** YOUR OBJECTIVE **
Of the lines in the data below, write out exactly those from the one holding "filter = EnvFilter::try_from_default_env().unwrap_or_else(|_|" through the one holding "to open log", both included.

START DATA SHOWN

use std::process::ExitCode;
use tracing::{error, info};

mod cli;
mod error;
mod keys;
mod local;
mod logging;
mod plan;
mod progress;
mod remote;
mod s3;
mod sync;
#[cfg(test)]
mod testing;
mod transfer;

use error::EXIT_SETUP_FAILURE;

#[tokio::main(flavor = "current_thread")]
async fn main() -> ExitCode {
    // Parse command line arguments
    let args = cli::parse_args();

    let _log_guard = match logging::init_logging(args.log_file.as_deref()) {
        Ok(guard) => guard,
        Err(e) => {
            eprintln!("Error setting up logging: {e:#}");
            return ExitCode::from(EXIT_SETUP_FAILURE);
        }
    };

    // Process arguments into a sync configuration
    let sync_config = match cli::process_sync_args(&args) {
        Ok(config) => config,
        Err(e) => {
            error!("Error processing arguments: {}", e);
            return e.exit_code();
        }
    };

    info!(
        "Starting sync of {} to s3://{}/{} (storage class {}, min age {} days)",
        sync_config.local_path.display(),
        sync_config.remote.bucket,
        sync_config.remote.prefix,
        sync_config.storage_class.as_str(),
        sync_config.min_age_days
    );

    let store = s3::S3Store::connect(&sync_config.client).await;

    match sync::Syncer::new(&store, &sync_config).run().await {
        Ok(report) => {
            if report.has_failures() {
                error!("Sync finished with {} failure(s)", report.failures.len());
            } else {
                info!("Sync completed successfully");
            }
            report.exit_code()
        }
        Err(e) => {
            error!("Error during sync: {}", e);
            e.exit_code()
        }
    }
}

END DATA SHOWN
START DATA SHOWN

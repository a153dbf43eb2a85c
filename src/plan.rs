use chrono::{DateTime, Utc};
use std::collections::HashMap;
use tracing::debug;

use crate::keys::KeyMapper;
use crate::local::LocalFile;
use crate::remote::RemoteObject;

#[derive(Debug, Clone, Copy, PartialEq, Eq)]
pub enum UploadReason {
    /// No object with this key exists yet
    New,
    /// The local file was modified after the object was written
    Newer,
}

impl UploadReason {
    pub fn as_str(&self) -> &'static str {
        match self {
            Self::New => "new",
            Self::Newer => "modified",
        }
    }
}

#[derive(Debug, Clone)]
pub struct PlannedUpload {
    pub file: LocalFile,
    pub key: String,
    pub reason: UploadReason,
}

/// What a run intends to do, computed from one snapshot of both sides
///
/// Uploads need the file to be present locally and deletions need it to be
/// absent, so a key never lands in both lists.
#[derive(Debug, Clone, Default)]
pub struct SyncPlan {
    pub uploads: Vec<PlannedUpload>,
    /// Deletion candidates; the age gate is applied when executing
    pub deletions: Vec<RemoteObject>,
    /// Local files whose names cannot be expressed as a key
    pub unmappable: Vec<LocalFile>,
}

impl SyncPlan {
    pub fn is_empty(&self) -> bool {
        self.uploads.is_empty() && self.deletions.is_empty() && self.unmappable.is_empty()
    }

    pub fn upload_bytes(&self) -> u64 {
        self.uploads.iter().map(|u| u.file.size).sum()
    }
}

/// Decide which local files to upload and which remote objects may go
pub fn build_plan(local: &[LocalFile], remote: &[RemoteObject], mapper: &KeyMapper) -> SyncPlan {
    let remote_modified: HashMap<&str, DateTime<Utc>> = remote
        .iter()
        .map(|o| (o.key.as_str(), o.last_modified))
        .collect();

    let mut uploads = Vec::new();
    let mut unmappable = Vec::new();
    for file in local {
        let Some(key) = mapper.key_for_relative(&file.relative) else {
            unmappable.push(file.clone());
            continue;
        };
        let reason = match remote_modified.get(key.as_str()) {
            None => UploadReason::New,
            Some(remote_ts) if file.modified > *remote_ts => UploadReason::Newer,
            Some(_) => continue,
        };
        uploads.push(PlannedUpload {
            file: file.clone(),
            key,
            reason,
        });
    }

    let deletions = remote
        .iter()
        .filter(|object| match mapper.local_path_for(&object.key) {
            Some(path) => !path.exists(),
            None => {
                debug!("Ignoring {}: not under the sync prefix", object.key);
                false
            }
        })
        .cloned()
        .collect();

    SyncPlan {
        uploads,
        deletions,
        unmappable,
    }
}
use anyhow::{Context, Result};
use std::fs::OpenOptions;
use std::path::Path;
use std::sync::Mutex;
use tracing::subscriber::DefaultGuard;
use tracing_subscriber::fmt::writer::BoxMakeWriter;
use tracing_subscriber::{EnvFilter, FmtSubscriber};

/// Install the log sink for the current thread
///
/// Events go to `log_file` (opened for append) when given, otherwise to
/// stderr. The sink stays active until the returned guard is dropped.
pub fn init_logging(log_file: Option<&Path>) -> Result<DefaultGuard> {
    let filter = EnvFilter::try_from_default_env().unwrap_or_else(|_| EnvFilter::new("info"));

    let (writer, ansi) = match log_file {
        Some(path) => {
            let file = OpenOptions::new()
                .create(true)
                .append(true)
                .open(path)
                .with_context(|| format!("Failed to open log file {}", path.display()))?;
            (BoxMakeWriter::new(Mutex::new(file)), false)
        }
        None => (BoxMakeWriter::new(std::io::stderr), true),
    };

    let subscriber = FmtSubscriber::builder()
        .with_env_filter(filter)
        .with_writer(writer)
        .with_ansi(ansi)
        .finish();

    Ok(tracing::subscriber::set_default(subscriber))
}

END DATA SHOWN

** ANSWER TO THE EXERCISE **
    let filter = EnvFilter::try_from_default_env().unwrap_or_else(|_| EnvFilter::new("info"));

    let (writer, ansi) = match log_file {
        Some(path) => {
            let file = OpenOptions::new()
                .create(true)
                .append(true)
                .open(path)
                .with_context(|| format!("Failed to open log file {}", path.display()))?;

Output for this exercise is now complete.